La sentenza

DigiLawyer. Stalking e molestie, quando può configurarsi la condotta penale

di Gianluca Pomante, Avvocato Cassazionista – esperto d’informatica e comunicazione |

La Corte Suprema di Cassazione, con Sentenza del 12 gennaio 2017, ha evidenziato che non è necessario il mutamento delle abitudini di vita se è provato lo stato d'ansia generato dalle condotte persecutorie.

La rubrica DigiLawyer, ovvero riflessioni sul “diritto e il rovescio” di Internet fra nuove potenzialità e storture della rete, a cura di Gianluca Pomante, Avvocato Cassazionista esperto di informatica e comunicazione. Per consultare gli articoli precedenti clicca qui.

La Corte Suprema di Cassazione, con Sentenza del 12 gennaio 2017, torna a pronunciarsi sul reato di atti persecutori previsto dall‘art. 612 bis del Codice Penale, meglio noto con il termine anglofono “stalking, per evidenziare che le conseguenze dello stato d’ansia, del timore per l’incolumità propria o dei propri cari e del mutamento delle abitudini di vita non devono necessariamente coesistere per la configurabilità della condotta penalmente rilevante.

La norma incriminatrice, infatti, prevede infatti la divisione delle frasi con la congiunzione “ovvero” che nel testo normativo ha solitamente funzione disgiuntiva, ad indicare situazioni alternative: “…in modo da cagionare un perdurante e grave stato di ansia o di paura ovvero da ingenerare un fondato timore per l’incolumità propria o di un prossimo congiunto o di persona al medesimo legata da relazione affettiva ovvero da costringere lo stesso ad alterare le proprie abitudini di vita”. Ne consegue che è sufficiente che sia manifesta una delle tre conseguenze delineate dal codice per ritenere perpetrato il reato di atti persecutori.

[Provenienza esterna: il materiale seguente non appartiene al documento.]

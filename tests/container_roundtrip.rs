//! Container round trips through the public API

use std::io::{Cursor, Write};

use aes::Aes128;
use cbc::cipher::block_padding::Pkcs7;
use cbc::cipher::{BlockEncryptMut, KeyIvInit};
use flate2::Compression;
use flate2::write::GzEncoder;
use proptest::prelude::*;

use fenc::cipher::{BLOCK_SIZE, BlockCipher};
use fenc::hashes;
use fenc::header::{HEADER_SIZE, IV_SIZE};
use fenc::{ErrorKind, decode, encode, encode_with_iv};

const KEY: &[u8] = b"16-byte-long-key";
const IV: [u8; IV_SIZE] = *b"not_so_random_iv";

const LOREM: &str = "Lorem ipsum dolor sit amet, consectetur adipiscing elit, sed do \
    eiusmod tempor incididunt ut labore et dolore magna aliqua. Ut enim ad minim \
    veniam, quis nostrud exercitation ullamco laboris nisi ut aliquip ex ea commodo \
    consequat. Duis aute irure dolor in reprehenderit in voluptate velit esse cillum \
    dolore eu fugiat nulla pariatur. Excepteur sint occaecat cupidatat non proident, \
    sunt in culpa qui officia deserunt mollit anim id est laborum.";

fn seal(hash: &str, key: &[u8], data: &[u8]) -> Vec<u8> {
    let cipher = BlockCipher::new(key).unwrap();
    let id = hashes::by_name(hash).unwrap().id;
    let mut sink = Cursor::new(Vec::new());
    encode_with_iv(id, &cipher, IV, &mut &data[..], &mut sink).unwrap();
    sink.into_inner()
}

fn open(key: &[u8], container: &[u8]) -> fenc::Result<Vec<u8>> {
    let cipher = BlockCipher::new(key).unwrap();
    let mut out = Vec::new();
    decode(&cipher, &mut &container[..], &mut out)?;
    Ok(out)
}

/// Body produced by one-shot gzip and one-shot AES-128-CBC with PKCS#7,
/// without any of the crate's streaming code.
fn expected_body(key: &[u8], data: &[u8]) -> Vec<u8> {
    let mut compressor = GzEncoder::new(Vec::new(), Compression::default());
    compressor.write_all(data).unwrap();
    let compressed = compressor.finish().unwrap();
    cbc::Encryptor::<Aes128>::new_from_slices(key, &IV)
        .unwrap()
        .encrypt_padded_vec_mut::<Pkcs7>(&compressed)
}

#[test]
fn test_empty_input() {
    let container = seal("sha256", KEY, b"");

    assert_eq!(&container[..4], b"FENC");
    assert_eq!(&container[4..6], &[1, 0]);
    assert_eq!(&container[6..8], &[5, 0]);
    assert_eq!(
        hex::encode(&container[8..40]),
        "e3b0c44298fc1c149afbf4c8996fb92427ae41e4649b934ca495991b7852b855"
    );
    assert_eq!(&container[72..88], &IV);
    assert_eq!(&container[HEADER_SIZE..], &expected_body(KEY, b"")[..]);

    assert_eq!(open(KEY, &container).unwrap(), b"");
}

#[test]
fn test_lorem_ipsum() {
    let container = seal("sha256", KEY, LOREM.as_bytes());
    let body = expected_body(KEY, LOREM.as_bytes());

    assert_eq!(container.len(), HEADER_SIZE + body.len());
    assert_eq!(&container[HEADER_SIZE..], &body[..]);
    assert_eq!(body.len() % BLOCK_SIZE, 0);
    assert!(body.len() < LOREM.len());

    assert_eq!(open(KEY, &container).unwrap(), LOREM.as_bytes());
}

#[test]
fn test_all_key_sizes() {
    let passphrases: [&[u8]; 5] = [
        b"",
        b"short",
        b"exactly-16-bytes",
        b"a 20 byte passphrase",
        b"this passphrase is long enough to be truncated",
    ];
    for passphrase in passphrases {
        let cipher = BlockCipher::from_passphrase(passphrase).unwrap();
        let mut sink = Cursor::new(Vec::new());
        encode(5, &cipher, &mut LOREM.as_bytes(), &mut sink).unwrap();

        let cipher = BlockCipher::from_passphrase(passphrase).unwrap();
        let mut out = Vec::new();
        decode(&cipher, &mut &sink.get_ref()[..], &mut out).unwrap();
        assert_eq!(out, LOREM.as_bytes());
    }
}

#[test]
fn test_random_iv_differs() {
    let cipher = BlockCipher::new(KEY).unwrap();
    let mut a = Cursor::new(Vec::new());
    let mut b = Cursor::new(Vec::new());
    encode(5, &cipher, &mut LOREM.as_bytes(), &mut a).unwrap();
    encode(5, &cipher, &mut LOREM.as_bytes(), &mut b).unwrap();
    assert_ne!(&a.get_ref()[72..88], &b.get_ref()[72..88]);
    assert_ne!(a.get_ref()[HEADER_SIZE..], b.get_ref()[HEADER_SIZE..]);
}

#[test]
fn test_wrong_key() {
    let container = seal("sha512", KEY, LOREM.as_bytes());
    let err = open(b"other-16-byte-ky", &container).unwrap_err();
    assert_eq!(err.kind, Some(ErrorKind::WrongKeyOrCorruptData));
}

#[test]
fn test_tampered_digest() {
    let container = seal("sha256", KEY, LOREM.as_bytes());
    for offset in 8..8 + 32 {
        let mut tampered = container.clone();
        tampered[offset] ^= 0x40;
        let err = open(KEY, &tampered).unwrap_err();
        assert_eq!(err.kind, Some(ErrorKind::WrongKeyOrCorruptData), "offset {}", offset);
    }
}

#[test]
fn test_unused_digest_slot_is_ignored() {
    let mut container = seal("md5", KEY, LOREM.as_bytes());
    container[8 + 16] ^= 0xff;
    container[8 + 63] ^= 0xff;
    assert_eq!(open(KEY, &container).unwrap(), LOREM.as_bytes());
}

#[test]
fn test_tampered_body() {
    let container = seal("sha256", KEY, LOREM.as_bytes());
    for offset in HEADER_SIZE..container.len() {
        for flip in [0x01, 0x80] {
            let mut tampered = container.clone();
            tampered[offset] ^= flip;
            let err = open(KEY, &tampered).unwrap_err();
            assert_eq!(
                err.kind,
                Some(ErrorKind::WrongKeyOrCorruptData),
                "offset {} flip {:#x}",
                offset,
                flip
            );
        }
    }
}

#[test]
fn test_header_rejections() {
    let container = seal("sha1", KEY, b"abc");

    let mut bad = container.clone();
    bad[0] = b'X';
    assert_eq!(open(KEY, &bad).unwrap_err().kind, Some(ErrorKind::HeaderFormat));

    let mut bad = container.clone();
    bad[4] = 2;
    assert_eq!(open(KEY, &bad).unwrap_err().kind, Some(ErrorKind::UnsupportedVersion));

    let mut bad = container.clone();
    bad[6] = 99;
    assert_eq!(open(KEY, &bad).unwrap_err().kind, Some(ErrorKind::UnsupportedAlgorithm));

    assert_eq!(
        open(KEY, &container[..HEADER_SIZE - 1]).unwrap_err().kind,
        Some(ErrorKind::HeaderFormat)
    );
    assert_eq!(open(KEY, b"").unwrap_err().kind, Some(ErrorKind::HeaderFormat));
}

proptest! {
    #![proptest_config(ProptestConfig::with_cases(64))]

    #[test]
    fn prop_roundtrip(
        data in proptest::collection::vec(any::<u8>(), 0..4096),
        passphrase in proptest::collection::vec(any::<u8>(), 0..40),
        hash in prop::sample::select(vec!["md5", "sha1", "sha256", "sha512"]),
    ) {
        let cipher = BlockCipher::from_passphrase(&passphrase).unwrap();
        let id = hashes::by_name(hash).unwrap().id;
        let mut sink = Cursor::new(Vec::new());
        encode(id, &cipher, &mut &data[..], &mut sink).unwrap();

        let container = sink.into_inner();
        prop_assert_eq!((container.len() - HEADER_SIZE) % BLOCK_SIZE, 0);

        let mut out = Vec::new();
        decode(&cipher, &mut &container[..], &mut out).unwrap();
        prop_assert_eq!(out, data);
    }
}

Del resto, una interpretazione di tipo esplicativo, riferita alla suddetta congiunzione “ovvero”, porterebbe ad una interpretazione irragionevole ed illogica, che non potrebbe far considerare le anzidette conseguenze legate l’una alle altre ai fini della determinazione della condotta penalmente rilevante.

Nè appare condivisibile la tesi del ricorrente, che avrebbe sostenuto la configurabilità del reato di molestie ex art. 660 cp nell’ambito di una separazione complicata, rispetto ad una situazione caratterizzata da pedinamenti, appostamenti, reiterate minacce di morte estese anche a familiari e conoscenti – attività confermate da numerosi testimoni – che evidentemente ingenerano nella vittima un comprensibile stato d’ansia e timore per l’incolumità propria e dei familiari, sebbene a tale situazione di precarietà psicologica non faccia poi concretamente seguito una modifica delle abitudini di vita, condizionate anche da altri fattori.

Il reato di molestie si configura per la semplice attività di disturbo reiterato, tale da diventare fastidioso ed esondare dall’alveo della normale e ragionevole tollerabilità, e non è caratterizzato da conseguenze particolari, per cui è chiaramente una ipotesi assorbita dal più grave reato di atti persecutori quando alla semplice molestia si aggiunge una minaccia talmente grave e attendibile da generare gli effetti delineati dall’art. 612 bis del codice penale.

Appare quindi corretta la stringata motivazione della Corte di Cassazione che, peraltro, ha confermato due sentenze di condanna ritenute ragionevolmente e puntualmente motivate.